------ Records to use
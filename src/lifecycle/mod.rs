//! Lifecycle management subsystem.
//!
//! # Data Flow
//! ```text
//! init:      Build App → run units and hooks in order → freeze into AppService
//! start:     Bind listener → spawn accept loop → emit Listening
//! shutdown:  Stop accepting → close listener → leave open connections alone
//! ```
//!
//! # Design Decisions
//! - State only moves forward (state.rs)
//! - Shutdown closes the listener but never kills connections; in-flight
//!   requests drain on their own
//! - Connection tasks are detached so they never hold the process open;
//!   draining waits for in-flight requests, not for idle sockets

pub mod events;
pub mod signals;
pub mod state;

pub use events::{Events, LifecycleEvent, RouterBeforeListener};
pub use state::LifecycleState;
------------
Set down no line except those from the one with "the process open;" to the last line of the data, inclusive, each exactly as written.

//! - Connection tasks are detached so they never hold the process open;
//!   draining waits for in-flight requests, not for idle sockets

pub mod events;
pub mod signals;
pub mod state;

pub use events::{Events, LifecycleEvent, RouterBeforeListener};
pub use state::LifecycleState;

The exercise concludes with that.